**Aim of the task**.
Which lines in the data below contain the string "FieldName"? Show each one.

▽

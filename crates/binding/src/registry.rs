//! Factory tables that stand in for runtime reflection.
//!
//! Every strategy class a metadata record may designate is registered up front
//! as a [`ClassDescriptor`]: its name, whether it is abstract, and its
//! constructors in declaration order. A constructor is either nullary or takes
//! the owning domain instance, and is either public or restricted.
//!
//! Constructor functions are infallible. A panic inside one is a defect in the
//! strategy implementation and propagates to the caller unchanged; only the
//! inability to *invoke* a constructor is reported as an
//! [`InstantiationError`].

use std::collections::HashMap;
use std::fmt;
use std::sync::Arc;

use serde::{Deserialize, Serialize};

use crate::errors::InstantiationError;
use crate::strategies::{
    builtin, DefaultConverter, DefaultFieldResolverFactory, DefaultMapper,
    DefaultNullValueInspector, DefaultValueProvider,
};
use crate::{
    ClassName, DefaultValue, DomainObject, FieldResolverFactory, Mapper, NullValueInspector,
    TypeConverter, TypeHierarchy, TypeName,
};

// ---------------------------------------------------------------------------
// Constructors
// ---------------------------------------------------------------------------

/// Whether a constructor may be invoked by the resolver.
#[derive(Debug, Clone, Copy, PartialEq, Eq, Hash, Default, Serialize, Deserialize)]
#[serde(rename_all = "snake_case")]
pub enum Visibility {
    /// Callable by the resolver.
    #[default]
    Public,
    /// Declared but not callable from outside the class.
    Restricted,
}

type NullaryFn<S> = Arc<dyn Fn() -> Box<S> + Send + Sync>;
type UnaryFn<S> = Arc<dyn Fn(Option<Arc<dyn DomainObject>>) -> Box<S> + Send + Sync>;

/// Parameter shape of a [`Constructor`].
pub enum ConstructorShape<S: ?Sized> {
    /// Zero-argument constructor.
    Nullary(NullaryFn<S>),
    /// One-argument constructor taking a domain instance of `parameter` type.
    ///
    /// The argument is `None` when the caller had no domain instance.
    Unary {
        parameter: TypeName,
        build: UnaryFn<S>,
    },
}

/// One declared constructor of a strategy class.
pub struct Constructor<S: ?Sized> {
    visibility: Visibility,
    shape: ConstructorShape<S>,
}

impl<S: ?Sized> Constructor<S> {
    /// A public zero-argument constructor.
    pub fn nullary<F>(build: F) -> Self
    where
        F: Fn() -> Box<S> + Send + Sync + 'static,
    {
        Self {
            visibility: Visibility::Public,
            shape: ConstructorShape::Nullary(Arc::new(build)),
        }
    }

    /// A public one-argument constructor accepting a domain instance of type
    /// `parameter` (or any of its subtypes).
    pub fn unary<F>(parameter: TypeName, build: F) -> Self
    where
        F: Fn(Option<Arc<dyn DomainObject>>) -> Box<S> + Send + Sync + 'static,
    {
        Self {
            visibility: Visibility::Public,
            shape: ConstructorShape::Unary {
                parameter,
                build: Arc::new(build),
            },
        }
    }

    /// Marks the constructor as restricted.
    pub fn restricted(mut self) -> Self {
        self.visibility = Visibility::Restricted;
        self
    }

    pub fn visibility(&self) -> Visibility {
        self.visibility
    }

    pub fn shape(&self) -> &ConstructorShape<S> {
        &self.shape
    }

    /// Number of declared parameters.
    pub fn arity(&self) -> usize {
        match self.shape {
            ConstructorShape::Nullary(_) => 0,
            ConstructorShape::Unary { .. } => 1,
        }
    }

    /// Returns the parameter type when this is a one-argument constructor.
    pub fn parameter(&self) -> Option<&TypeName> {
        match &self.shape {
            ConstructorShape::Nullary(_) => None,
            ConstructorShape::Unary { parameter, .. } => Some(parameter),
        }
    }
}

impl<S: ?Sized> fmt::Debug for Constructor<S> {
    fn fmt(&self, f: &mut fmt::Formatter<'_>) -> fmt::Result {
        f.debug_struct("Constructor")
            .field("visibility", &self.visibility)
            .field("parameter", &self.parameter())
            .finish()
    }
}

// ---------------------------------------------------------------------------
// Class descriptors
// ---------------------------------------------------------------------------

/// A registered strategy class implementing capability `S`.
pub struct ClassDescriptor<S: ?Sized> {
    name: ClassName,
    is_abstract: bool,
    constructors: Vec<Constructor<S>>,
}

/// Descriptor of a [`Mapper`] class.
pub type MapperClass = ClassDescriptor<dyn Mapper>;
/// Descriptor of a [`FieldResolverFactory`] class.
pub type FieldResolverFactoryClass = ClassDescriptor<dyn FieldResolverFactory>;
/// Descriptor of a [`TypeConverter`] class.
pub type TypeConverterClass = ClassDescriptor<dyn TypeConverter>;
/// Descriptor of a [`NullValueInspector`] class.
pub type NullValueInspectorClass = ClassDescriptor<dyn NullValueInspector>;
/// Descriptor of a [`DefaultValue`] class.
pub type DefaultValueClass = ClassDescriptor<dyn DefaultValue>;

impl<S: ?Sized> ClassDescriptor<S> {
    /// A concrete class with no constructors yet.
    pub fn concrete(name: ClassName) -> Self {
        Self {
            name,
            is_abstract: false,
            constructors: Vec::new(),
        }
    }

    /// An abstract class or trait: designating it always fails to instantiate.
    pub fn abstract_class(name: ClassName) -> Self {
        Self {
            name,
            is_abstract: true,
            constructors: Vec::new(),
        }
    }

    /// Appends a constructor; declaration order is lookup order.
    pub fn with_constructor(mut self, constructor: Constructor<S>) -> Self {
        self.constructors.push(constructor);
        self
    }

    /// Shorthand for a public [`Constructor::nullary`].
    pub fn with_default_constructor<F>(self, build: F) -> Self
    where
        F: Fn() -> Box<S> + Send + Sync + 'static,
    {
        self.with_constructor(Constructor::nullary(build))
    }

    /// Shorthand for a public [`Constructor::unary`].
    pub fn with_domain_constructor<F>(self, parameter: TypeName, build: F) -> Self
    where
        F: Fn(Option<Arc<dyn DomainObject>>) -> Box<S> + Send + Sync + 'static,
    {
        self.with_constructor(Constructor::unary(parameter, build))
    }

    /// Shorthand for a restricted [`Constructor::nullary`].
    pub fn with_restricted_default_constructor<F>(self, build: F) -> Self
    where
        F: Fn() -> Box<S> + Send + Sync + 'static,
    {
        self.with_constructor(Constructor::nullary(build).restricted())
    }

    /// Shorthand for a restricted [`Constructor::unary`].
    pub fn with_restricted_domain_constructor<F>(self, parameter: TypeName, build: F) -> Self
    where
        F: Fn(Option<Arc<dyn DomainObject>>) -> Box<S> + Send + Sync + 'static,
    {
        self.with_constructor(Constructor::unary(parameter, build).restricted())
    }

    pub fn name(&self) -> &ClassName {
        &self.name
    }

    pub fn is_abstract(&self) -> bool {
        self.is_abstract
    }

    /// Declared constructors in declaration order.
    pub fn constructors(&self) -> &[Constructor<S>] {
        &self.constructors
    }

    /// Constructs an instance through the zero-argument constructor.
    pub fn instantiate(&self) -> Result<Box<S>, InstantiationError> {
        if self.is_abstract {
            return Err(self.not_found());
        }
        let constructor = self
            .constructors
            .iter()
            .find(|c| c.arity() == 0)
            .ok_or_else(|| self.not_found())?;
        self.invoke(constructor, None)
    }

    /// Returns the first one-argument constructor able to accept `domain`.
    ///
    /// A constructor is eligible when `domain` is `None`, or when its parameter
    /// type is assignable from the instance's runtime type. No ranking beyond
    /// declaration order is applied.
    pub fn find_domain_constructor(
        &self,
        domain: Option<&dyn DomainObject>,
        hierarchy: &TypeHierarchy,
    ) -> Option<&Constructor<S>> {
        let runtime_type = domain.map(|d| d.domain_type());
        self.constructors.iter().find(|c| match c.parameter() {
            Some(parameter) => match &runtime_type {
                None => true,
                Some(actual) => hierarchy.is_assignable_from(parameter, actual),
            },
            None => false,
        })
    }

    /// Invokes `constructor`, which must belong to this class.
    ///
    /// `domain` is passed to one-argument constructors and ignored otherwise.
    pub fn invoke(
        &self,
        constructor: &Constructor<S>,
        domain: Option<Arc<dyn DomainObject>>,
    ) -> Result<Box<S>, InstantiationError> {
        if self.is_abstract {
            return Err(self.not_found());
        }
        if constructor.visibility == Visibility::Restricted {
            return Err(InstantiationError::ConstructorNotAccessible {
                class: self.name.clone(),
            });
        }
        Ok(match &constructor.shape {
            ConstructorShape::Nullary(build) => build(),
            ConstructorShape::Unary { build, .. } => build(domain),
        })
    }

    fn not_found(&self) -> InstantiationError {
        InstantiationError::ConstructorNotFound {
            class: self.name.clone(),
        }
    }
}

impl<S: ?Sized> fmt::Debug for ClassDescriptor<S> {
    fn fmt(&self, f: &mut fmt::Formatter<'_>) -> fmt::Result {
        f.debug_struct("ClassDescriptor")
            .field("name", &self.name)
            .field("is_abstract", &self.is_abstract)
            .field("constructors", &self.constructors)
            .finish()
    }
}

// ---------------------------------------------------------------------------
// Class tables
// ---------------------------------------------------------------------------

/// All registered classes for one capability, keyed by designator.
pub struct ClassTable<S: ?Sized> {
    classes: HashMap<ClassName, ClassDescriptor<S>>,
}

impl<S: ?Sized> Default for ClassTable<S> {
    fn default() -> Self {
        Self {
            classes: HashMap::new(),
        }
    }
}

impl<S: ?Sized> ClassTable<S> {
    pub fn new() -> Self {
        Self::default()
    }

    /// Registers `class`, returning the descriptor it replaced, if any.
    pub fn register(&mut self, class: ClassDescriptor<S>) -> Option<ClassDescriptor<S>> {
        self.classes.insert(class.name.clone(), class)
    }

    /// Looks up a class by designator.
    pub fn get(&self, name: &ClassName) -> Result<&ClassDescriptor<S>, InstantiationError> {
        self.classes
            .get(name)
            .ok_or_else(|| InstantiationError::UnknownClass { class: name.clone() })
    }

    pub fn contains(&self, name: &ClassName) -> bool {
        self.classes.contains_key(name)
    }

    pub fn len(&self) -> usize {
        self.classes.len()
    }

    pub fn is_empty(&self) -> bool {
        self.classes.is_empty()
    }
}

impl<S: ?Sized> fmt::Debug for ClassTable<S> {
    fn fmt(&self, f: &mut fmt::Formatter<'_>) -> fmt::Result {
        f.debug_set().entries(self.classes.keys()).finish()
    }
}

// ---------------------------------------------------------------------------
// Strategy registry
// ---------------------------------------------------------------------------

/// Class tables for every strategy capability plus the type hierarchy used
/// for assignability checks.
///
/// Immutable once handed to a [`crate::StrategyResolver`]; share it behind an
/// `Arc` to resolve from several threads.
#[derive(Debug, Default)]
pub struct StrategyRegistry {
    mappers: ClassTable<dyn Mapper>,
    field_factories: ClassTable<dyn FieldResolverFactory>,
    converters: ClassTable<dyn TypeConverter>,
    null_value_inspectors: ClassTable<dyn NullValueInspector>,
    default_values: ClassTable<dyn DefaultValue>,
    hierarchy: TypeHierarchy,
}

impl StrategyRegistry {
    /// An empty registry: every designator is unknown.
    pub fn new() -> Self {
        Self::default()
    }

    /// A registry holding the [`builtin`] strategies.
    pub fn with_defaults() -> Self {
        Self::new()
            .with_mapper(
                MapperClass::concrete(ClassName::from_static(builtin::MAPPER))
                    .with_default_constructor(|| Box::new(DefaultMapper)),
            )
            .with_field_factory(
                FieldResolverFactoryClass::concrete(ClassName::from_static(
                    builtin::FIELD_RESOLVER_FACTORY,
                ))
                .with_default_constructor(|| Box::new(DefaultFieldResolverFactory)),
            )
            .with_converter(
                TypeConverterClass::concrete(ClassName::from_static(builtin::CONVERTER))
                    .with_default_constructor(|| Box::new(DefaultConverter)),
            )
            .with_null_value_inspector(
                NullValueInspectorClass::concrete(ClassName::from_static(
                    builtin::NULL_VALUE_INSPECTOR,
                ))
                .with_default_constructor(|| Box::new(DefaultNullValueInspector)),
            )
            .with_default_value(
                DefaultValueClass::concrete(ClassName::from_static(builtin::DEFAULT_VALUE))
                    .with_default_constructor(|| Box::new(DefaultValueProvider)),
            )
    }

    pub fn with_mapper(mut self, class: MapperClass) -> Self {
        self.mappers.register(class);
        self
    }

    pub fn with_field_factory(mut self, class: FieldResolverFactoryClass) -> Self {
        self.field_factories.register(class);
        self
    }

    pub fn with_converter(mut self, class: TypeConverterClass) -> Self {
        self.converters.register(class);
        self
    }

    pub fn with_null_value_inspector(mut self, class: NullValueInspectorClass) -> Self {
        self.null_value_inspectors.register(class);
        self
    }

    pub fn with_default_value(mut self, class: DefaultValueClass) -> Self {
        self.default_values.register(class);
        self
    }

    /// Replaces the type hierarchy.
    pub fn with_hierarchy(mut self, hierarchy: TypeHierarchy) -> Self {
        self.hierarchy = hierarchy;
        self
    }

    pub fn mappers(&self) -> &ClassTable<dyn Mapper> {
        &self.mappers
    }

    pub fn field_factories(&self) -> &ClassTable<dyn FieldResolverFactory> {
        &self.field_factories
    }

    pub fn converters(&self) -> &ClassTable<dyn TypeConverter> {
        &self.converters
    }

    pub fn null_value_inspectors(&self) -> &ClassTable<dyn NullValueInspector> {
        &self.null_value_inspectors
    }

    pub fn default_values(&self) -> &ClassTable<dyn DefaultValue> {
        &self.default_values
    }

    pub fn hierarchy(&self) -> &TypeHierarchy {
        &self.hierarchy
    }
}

△
▽

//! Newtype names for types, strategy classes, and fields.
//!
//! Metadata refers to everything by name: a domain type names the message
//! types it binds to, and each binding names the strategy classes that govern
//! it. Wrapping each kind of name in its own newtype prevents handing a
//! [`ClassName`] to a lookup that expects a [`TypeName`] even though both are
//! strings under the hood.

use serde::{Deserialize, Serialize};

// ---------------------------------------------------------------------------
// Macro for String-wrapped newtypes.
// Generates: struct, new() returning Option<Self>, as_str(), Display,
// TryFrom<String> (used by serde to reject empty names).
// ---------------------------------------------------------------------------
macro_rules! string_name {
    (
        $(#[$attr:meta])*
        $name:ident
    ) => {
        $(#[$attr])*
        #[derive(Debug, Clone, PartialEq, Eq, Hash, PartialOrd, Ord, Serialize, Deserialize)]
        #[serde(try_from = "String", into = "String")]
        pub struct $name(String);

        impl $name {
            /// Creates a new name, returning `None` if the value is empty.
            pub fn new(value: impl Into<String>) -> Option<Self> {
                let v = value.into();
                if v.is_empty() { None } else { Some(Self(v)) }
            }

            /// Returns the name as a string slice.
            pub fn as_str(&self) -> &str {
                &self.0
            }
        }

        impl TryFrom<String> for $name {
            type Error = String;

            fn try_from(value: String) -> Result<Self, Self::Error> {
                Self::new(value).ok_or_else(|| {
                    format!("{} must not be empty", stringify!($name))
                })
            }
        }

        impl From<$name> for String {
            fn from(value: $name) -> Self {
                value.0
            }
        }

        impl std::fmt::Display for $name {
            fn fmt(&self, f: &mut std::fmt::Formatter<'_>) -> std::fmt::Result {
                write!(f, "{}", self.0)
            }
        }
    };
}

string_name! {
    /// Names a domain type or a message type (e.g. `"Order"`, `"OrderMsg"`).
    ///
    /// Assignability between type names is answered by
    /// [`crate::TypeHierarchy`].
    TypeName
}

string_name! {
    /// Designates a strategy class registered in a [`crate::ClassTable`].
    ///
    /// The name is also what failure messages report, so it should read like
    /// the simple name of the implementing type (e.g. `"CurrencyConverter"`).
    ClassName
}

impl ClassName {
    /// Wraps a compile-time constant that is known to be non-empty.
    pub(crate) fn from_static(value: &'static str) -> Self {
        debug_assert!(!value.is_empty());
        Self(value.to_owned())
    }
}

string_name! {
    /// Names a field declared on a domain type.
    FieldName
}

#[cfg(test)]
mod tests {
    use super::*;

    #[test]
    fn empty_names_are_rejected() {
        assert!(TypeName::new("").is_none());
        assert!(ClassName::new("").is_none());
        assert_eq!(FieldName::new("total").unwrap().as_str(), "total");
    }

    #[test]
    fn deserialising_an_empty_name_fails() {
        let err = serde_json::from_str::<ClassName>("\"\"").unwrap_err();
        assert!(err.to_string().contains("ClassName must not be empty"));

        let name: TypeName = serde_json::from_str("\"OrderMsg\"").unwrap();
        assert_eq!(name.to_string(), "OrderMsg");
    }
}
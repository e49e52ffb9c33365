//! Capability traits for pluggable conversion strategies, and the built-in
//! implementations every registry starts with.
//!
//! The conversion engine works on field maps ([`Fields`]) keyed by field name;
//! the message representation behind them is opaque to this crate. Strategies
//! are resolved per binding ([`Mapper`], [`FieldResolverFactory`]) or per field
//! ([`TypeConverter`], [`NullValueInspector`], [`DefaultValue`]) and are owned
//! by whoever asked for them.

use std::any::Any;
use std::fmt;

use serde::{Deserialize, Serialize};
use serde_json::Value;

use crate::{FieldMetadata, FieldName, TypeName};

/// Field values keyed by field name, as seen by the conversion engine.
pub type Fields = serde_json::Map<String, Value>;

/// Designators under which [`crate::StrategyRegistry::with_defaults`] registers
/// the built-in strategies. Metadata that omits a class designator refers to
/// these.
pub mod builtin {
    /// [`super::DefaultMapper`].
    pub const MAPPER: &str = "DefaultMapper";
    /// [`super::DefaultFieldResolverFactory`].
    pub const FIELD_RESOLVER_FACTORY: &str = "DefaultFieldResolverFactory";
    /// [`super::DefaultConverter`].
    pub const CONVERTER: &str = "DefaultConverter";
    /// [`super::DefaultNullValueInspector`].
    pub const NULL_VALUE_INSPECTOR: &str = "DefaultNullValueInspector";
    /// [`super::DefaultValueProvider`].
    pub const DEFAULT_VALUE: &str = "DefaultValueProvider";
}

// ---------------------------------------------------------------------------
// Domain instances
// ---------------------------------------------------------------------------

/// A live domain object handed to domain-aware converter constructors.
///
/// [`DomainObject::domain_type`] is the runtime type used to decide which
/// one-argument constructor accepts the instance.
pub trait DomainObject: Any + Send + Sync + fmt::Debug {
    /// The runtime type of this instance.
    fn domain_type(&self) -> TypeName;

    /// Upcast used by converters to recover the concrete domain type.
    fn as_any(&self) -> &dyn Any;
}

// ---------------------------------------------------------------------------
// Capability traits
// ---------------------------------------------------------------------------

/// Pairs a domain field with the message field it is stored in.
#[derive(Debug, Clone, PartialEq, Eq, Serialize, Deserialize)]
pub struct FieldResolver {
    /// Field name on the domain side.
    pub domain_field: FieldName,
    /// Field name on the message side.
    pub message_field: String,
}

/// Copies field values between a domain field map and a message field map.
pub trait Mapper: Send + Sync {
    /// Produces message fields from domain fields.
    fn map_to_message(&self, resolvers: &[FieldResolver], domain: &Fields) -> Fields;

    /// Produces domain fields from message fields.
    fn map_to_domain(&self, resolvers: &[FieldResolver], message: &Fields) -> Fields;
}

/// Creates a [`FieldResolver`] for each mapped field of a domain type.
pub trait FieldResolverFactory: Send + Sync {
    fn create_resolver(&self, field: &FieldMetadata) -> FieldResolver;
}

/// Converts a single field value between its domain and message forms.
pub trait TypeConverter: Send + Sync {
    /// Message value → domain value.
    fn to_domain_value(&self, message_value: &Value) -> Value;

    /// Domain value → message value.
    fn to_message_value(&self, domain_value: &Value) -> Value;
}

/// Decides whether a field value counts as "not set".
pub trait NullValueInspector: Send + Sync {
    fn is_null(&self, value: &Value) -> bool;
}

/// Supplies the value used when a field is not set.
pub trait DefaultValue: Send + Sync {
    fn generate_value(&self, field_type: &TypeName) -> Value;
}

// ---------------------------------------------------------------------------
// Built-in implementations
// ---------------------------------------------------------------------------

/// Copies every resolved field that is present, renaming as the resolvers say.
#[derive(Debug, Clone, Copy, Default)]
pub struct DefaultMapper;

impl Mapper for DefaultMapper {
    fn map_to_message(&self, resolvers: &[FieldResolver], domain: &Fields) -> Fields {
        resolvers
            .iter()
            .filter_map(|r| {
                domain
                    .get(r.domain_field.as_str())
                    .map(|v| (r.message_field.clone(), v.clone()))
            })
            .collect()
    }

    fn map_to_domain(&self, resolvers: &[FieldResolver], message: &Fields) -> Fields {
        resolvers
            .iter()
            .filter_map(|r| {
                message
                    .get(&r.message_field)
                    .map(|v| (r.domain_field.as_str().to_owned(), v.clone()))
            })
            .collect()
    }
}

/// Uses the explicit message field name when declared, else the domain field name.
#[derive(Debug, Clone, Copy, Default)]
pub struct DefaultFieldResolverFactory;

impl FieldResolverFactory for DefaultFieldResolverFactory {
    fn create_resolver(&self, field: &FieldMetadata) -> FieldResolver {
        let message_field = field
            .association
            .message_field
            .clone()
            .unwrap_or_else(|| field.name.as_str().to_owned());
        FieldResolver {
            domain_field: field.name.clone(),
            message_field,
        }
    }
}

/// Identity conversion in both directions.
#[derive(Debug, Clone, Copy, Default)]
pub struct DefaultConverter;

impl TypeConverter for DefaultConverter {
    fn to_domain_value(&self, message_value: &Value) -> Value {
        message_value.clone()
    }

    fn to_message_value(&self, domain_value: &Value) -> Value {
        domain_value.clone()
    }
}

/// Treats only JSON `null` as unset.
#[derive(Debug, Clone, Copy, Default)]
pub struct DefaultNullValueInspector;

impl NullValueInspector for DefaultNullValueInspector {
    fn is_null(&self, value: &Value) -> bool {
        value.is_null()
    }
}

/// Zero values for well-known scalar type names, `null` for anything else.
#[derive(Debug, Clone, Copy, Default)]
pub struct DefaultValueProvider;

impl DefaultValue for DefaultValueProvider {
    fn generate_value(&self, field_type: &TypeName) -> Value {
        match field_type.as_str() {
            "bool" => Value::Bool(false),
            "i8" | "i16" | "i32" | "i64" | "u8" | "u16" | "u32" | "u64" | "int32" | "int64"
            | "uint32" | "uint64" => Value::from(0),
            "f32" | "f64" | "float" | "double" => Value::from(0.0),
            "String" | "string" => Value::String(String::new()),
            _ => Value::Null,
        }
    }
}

△
▽

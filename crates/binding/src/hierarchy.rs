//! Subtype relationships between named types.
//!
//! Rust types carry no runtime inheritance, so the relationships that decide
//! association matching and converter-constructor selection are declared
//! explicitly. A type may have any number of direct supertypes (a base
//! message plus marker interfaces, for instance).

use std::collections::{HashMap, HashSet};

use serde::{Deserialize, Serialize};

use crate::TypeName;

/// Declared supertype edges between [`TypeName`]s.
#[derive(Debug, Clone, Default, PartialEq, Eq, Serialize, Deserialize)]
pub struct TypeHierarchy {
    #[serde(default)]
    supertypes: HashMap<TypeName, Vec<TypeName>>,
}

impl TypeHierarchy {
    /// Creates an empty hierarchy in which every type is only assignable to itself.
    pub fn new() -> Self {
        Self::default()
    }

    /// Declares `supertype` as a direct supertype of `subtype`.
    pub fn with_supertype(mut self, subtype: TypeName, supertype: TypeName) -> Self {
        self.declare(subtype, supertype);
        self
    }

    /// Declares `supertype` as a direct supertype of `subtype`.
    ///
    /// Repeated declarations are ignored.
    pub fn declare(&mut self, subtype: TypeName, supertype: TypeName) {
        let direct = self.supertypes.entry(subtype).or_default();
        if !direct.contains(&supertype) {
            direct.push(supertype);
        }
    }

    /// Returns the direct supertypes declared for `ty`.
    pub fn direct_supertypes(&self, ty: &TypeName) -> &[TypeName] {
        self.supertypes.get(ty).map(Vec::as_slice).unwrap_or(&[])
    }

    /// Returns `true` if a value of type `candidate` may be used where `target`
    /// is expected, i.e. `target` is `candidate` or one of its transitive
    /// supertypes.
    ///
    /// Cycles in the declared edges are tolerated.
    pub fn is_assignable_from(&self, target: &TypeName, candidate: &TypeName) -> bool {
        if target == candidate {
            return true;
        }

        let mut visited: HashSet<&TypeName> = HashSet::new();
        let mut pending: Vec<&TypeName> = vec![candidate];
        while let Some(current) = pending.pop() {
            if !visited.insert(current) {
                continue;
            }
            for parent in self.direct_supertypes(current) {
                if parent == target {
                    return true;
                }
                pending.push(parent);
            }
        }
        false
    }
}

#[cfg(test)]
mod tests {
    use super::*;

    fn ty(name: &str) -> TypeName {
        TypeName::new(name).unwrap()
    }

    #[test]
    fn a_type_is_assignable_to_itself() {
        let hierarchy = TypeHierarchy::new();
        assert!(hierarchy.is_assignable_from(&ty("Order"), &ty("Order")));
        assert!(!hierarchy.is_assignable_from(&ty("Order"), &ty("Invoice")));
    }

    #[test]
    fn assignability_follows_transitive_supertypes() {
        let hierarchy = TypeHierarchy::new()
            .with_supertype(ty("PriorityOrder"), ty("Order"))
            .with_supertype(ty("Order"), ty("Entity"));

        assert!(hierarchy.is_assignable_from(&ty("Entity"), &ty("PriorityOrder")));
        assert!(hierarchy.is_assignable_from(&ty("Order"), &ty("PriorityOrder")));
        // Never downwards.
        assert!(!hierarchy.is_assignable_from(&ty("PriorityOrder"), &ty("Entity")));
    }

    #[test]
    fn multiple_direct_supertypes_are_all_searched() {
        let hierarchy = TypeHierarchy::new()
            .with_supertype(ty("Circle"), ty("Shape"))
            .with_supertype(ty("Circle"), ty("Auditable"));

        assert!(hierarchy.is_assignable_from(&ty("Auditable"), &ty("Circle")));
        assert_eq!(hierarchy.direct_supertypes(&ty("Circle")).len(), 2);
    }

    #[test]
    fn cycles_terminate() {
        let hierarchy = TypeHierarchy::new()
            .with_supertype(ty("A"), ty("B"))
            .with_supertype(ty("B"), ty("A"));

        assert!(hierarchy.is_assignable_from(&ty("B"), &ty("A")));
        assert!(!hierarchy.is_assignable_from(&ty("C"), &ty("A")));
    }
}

△

**Result below**.
    FieldName
        assert_eq!(FieldName::new("total").unwrap().as_str(), "total");
use crate::{FieldMetadata, FieldName, TypeName};
    pub domain_field: FieldName,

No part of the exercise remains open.